= Edimmu =

Type of demon in Sumerian religion

The edimmu, read incorrectly sometimes as ekimmu, were a type of utukku in the Mesopotamian religion of Sumer, Akkad, Assyria and Babylonia, similar in nature to the preta of the Hindu religions or the jiangshi of Chinese mythology. They were envisioned as the ghosts of those who were not buried properly. They were considered vengeful toward the living and might possess people if they did not respect certain taboos, such as the prohibition against eating ox meat. They were thought to cause disease and inspire criminal behavior in the living, but could sometimes be appeased by funeral repasts or libations. The edimmu were also thought to be completely or nearly incorporeal, "wind" spirits that sucked the life out of the susceptible and the sleeping (most commonly the young).

== In modern fiction ==
===Games===
- The magazine Dragon #25 (May 1979) includes ekimmu in an article which describes them as a form of a vampire and give stats for them to use for Dungeons & Dragons. They are described as being able to stay invisible, even while they are attacking.
- The 1990 role-playing game "Night Life" offers Ekimmu as an NPC Race (and an optional selection for the player character's undead race selection at the start of the game).

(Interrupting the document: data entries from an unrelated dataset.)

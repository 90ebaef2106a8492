//! Route outlet that renders the current path through the route table.
//!
//! Protected entries pass through the access gate: a placeholder while the
//! session hydrates, a redirect when signed out, the page otherwise.

use std::sync::Arc;

use leptos::prelude::*;
use leptos_router::hooks::{use_location, use_navigate};

use crate::components::loading::LoadingPlaceholder;
use crate::config::AppConfig;
use crate::pages::Page;
use crate::routing::{Dispatch, RouteTable};
use crate::state::auth::use_auth;
use crate::util::auth::install_redirect;

/// Must be rendered inside a `<Router>` with auth and config in context.
#[component]
pub fn GuardedOutlet(routes: Arc<RouteTable<Page>>) -> impl IntoView {
    let auth = use_auth();
    let config = expect_context::<AppConfig>();
    let location = use_location();
    let navigate = use_navigate();

    let login_path = config.login_path;
    let dispatch = Memo::new(move |_| {
        let path = location.pathname.get();
        routes.dispatch(&auth.snapshot(), &path, &login_path)
    });

    install_redirect(dispatch, navigate);

    move || match dispatch.get() {
        Dispatch::Render(page) => page.render(),
        Dispatch::NotFound => Page::NotFound.render(),
        Dispatch::Placeholder => view! { <LoadingPlaceholder/> }.into_any(),
        // The redirect effect navigates away; render nothing meanwhile.
        Dispatch::Redirect(_) => ().into_any(),
    }
}
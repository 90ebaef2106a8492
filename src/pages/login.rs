//! Login page with a username-only form.
//!
//! Login is simulated: any non-blank username is accepted and becomes the
//! current user. No credential is checked anywhere.

#[cfg(test)]
#[path = "login_test.rs"]
mod login_test;

use leptos::prelude::*;
use leptos_meta::Title;
use leptos_router::NavigateOptions;
use leptos_router::hooks::use_navigate;

use crate::config::AppConfig;
use crate::session::User;
use crate::state::auth::use_auth;

/// Trim the submitted username and reject a blank one.
pub fn validate_username(raw: &str) -> Result<String, &'static str> {
    let name = raw.trim();
    if name.is_empty() {
        return Err("Enter a username.");
    }
    Ok(name.to_owned())
}

#[component]
pub fn LoginPage() -> impl IntoView {
    let auth = use_auth();
    let config = expect_context::<AppConfig>();
    let navigate = use_navigate();

    let username = RwSignal::new(String::new());
    let info = RwSignal::new(String::new());

    let on_submit = move |ev: leptos::ev::SubmitEvent| {
        ev.prevent_default();
        match validate_username(&username.get()) {
            Ok(name) => {
                info.set(String::new());
                auth.login(User::new(name));
                navigate(config.after_login_path(), NavigateOptions::default());
            }
            Err(msg) => info.set(msg.to_owned()),
        }
    };

    view! {
        <Title text="Log in"/>
        <div class="login-page">
            <div class="login-card">
                <h1>"Log in"</h1>
                <form class="login-form" on:submit=on_submit>
                    <input
                        class="login-input"
                        type="text"
                        placeholder="Username"
                        prop:value=move || username.get()
                        on:input=move |ev| username.set(event_target_value(&ev))
                    />
                    <button class="login-button" type="submit">
                        "Log in"
                    </button>
                </form>
                <Show when=move || !info.get().is_empty()>
                    <p class="login-message">{move || info.get()}</p>
                </Show>
            </div>
        </div>
    }
}
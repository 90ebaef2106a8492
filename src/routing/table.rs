//! Ordered route table with first-match-wins lookup.
//!
//! DESIGN
//! ======
//! Entries are matched in declaration order, so a catch-all anywhere but the
//! end would silently shadow everything after it. The builder rejects that
//! (and duplicate paths) when the table is built, not when a page is hit.

#[cfg(test)]
#[path = "table_test.rs"]
mod table_test;

use super::gate::{AccessDecision, decide};
use crate::state::auth::AuthState;

/// Error returned by [`RouteTableBuilder::build`].
#[derive(Debug, Clone, PartialEq, Eq, thiserror::Error)]
pub enum RouteTableError {
    /// Pattern is neither an absolute path nor `*`.
    #[error("route pattern '{0}' must start with '/' or be '*'")]
    InvalidPattern(String),
    /// A catch-all was declared before other routes.
    #[error("catch-all route at position {position} would shadow {shadowed} later route(s)")]
    CatchAllNotLast { position: usize, shadowed: usize },
    /// The same path was declared twice; the second could never match.
    #[error("route '{0}' is declared more than once")]
    DuplicateRoute(String),
}

/// Whether a route goes through the access gate.
#[derive(Clone, Copy, Debug, PartialEq, Eq)]
pub enum Access {
    Public,
    Protected,
}

/// A path pattern.
#[derive(Clone, Debug, PartialEq, Eq)]
pub enum RoutePattern {
    /// Exact match on a normalized absolute path.
    Static(String),
    /// `*`: matches every path.
    CatchAll,
}

impl RoutePattern {
    pub fn parse(raw: &str) -> Result<Self, RouteTableError> {
        if raw == "*" {
            return Ok(Self::CatchAll);
        }
        if !raw.starts_with('/') {
            return Err(RouteTableError::InvalidPattern(raw.to_owned()));
        }
        Ok(Self::Static(normalize_path(raw)))
    }

    /// `path` must already be normalized.
    pub fn matches(&self, path: &str) -> bool {
        match self {
            Self::Static(pattern) => pattern == path,
            Self::CatchAll => true,
        }
    }
}

/// Strip query and fragment, drop trailing slashes, and root the path.
pub fn normalize_path(path: &str) -> String {
    let bare = path.split(['?', '#']).next().unwrap_or_default();
    let trimmed = bare.trim_end_matches('/');
    if trimmed.is_empty() {
        "/".to_owned()
    } else if trimmed.starts_with('/') {
        trimmed.to_owned()
    } else {
        format!("/{trimmed}")
    }
}

#[derive(Clone, Debug, PartialEq, Eq)]
pub struct RouteEntry<R> {
    pub pattern: RoutePattern,
    pub access: Access,
    pub renderer: R,
}

/// Outcome of routing a path for a session.
#[derive(Clone, Debug, PartialEq, Eq)]
pub enum Dispatch<R> {
    /// Show this entry's page.
    Render(R),
    /// Protected entry while the session hydrates.
    Placeholder,
    /// Protected entry without a user; navigate here instead.
    Redirect(String),
    /// Nothing matched and no catch-all is declared.
    NotFound,
}

/// Validated, ordered list of routes.
#[derive(Clone, Debug)]
pub struct RouteTable<R> {
    entries: Vec<RouteEntry<R>>,
}

impl<R> RouteTable<R> {
    pub fn builder() -> RouteTableBuilder<R> {
        RouteTableBuilder::default()
    }

    pub fn entries(&self) -> &[RouteEntry<R>] {
        &self.entries
    }

    /// First entry matching `path` in declaration order.
    pub fn resolve(&self, path: &str) -> Option<&RouteEntry<R>> {
        let path = normalize_path(path);
        self.entries.iter().find(|entry| entry.pattern.matches(&path))
    }

    /// Resolve `path` and, for protected entries, apply the access gate.
    pub fn dispatch(&self, session: &AuthState, path: &str, login_path: &str) -> Dispatch<R>
    where
        R: Clone,
    {
        let Some(entry) = self.resolve(path) else {
            log::debug!("router: no route for '{path}'");
            return Dispatch::NotFound;
        };
        match entry.access {
            Access::Public => Dispatch::Render(entry.renderer.clone()),
            Access::Protected => match decide(session, path, login_path) {
                AccessDecision::ShowPlaceholder => Dispatch::Placeholder,
                AccessDecision::RedirectTo(to) => Dispatch::Redirect(to),
                AccessDecision::RenderProtected => Dispatch::Render(entry.renderer.clone()),
            },
        }
    }
}

/// Collects routes in order; validation happens in [`build`](Self::build).
#[derive(Debug)]
pub struct RouteTableBuilder<R> {
    routes: Vec<(String, Access, R)>,
}

impl<R> Default for RouteTableBuilder<R> {
    fn default() -> Self {
        Self { routes: Vec::new() }
    }
}

impl<R> RouteTableBuilder<R> {
    #[must_use]
    pub fn route(mut self, pattern: &str, access: Access, renderer: R) -> Self {
        self.routes.push((pattern.to_owned(), access, renderer));
        self
    }

    #[must_use]
    pub fn public(self, path: &str, renderer: R) -> Self {
        self.route(path, Access::Public, renderer)
    }

    #[must_use]
    pub fn protected(self, path: &str, renderer: R) -> Self {
        self.route(path, Access::Protected, renderer)
    }

    /// Public `*` route. Must be the last one added.
    #[must_use]
    pub fn catch_all(self, renderer: R) -> Self {
        self.route("*", Access::Public, renderer)
    }

    pub fn build(self) -> Result<RouteTable<R>, RouteTableError> {
        let total = self.routes.len();
        let mut entries: Vec<RouteEntry<R>> = Vec::with_capacity(total);
        for (position, (raw, access, renderer)) in self.routes.into_iter().enumerate() {
            let pattern = RoutePattern::parse(&raw)?;
            if pattern == RoutePattern::CatchAll && position + 1 != total {
                return Err(RouteTableError::CatchAllNotLast { position, shadowed: total - position - 1 });
            }
            if entries.iter().any(|entry| entry.pattern == pattern) {
                return Err(RouteTableError::DuplicateRoute(raw));
            }
            entries.push(RouteEntry { pattern, access, renderer });
        }
        Ok(RouteTable { entries })
    }
}
//! Root application component with routing and context providers.

#[cfg(test)]
#[path = "app_test.rs"]
mod app_test;

use std::sync::Arc;

use leptos::prelude::*;
use leptos_meta::{Title, provide_meta_context};
use leptos_router::components::Router;

use crate::components::guarded_outlet::GuardedOutlet;
use crate::config::AppConfig;
use crate::pages::Page;
use crate::routing::{RouteTable, RouteTableError};
use crate::session::SessionStore;
use crate::state::auth::{AuthController, provide_auth};

/// The application's route table, catch-all last.
pub fn app_routes(config: &AppConfig) -> Result<RouteTable<Page>, RouteTableError> {
    RouteTable::builder()
        .public(&config.home_path, Page::Home)
        .public(&config.login_path, Page::Login)
        .protected(&config.dashboard_path, Page::Dashboard)
        .catch_all(Page::NotFound)
        .build()
}

/// Root application component.
///
/// Provides config and auth contexts, schedules session hydration, and
/// routes every path through the guarded outlet.
#[component]
pub fn App() -> impl IntoView {
    provide_meta_context();

    let config = AppConfig::default();
    let auth = AuthController::new(SessionStore::browser(config.storage_key.clone()));
    provide_auth(auth);
    provide_context(config.clone());

    // Hydrate after mount so the first render sees the loading state.
    Effect::new(move || {
        auth.hydrate();
    });

    let routes = match app_routes(&config) {
        Ok(routes) => Arc::new(routes),
        Err(e) => {
            log::error!("router: invalid route table: {e}");
            return view! { <p class="app-error">{format!("Route configuration error: {e}")}</p> }
                .into_any();
        }
    };

    view! {
        <Title formatter=|text: String| format!("{text} | authgate")/>
        <Router>
            <main>
                <GuardedOutlet routes/>
            </main>
        </Router>
    }
    .into_any()
}
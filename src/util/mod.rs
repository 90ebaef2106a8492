//! Utility helpers shared across client UI modules.
//!
//! SYSTEM CONTEXT
//! ==============
//! Utility modules isolate reactive side effects from page and component
//! logic so the decisions behind them stay pure and testable.

pub mod auth;
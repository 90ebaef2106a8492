//! Persisted session: the current-user record and where it is stored.
//!
//! DESIGN
//! ======
//! `SessionStore` owns serialization and the fail-open read policy; the
//! storage medium sits behind `SessionBackend` so browser storage and the
//! in-memory map used by tests are interchangeable.

pub mod backend;
pub mod store;
pub mod user;

pub use backend::{BrowserStorage, MemoryStorage, SessionBackend};
pub use store::{SessionStore, StoreError};
pub use user::User;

They are described as being created "when someone vows to look after the grave of the deceased and then fails to."
- The ekimmas are a species of vampires in the 2015 game The Witcher 3: The Wild Hunt. They are depicted as large bat-like bipedal creatures that can turn partially invisible and haunt dungeons and ruins.
- Edimmus are monsters featured in the videogame RuneScape. Notably, these monsters drop a small selection of items that play into the idea that they drain the life of their victims; necklaces or a component thereof that, when worn while the player attacks an enemy, have a chance to heal the player for a small amount.

===Graphic novel===

- In Hellblazer volume 22, Constantine is given the skin of a 200-year old ekimmu by another ekimmu named Julian who has taken on the appearance of a pre-teen British schoolgirl. He heats it up and makes a salve to rub on the scabs of a skin condition he gets because of something which happened in Liverpool. It is said to be similar to an opiate and helps the pain.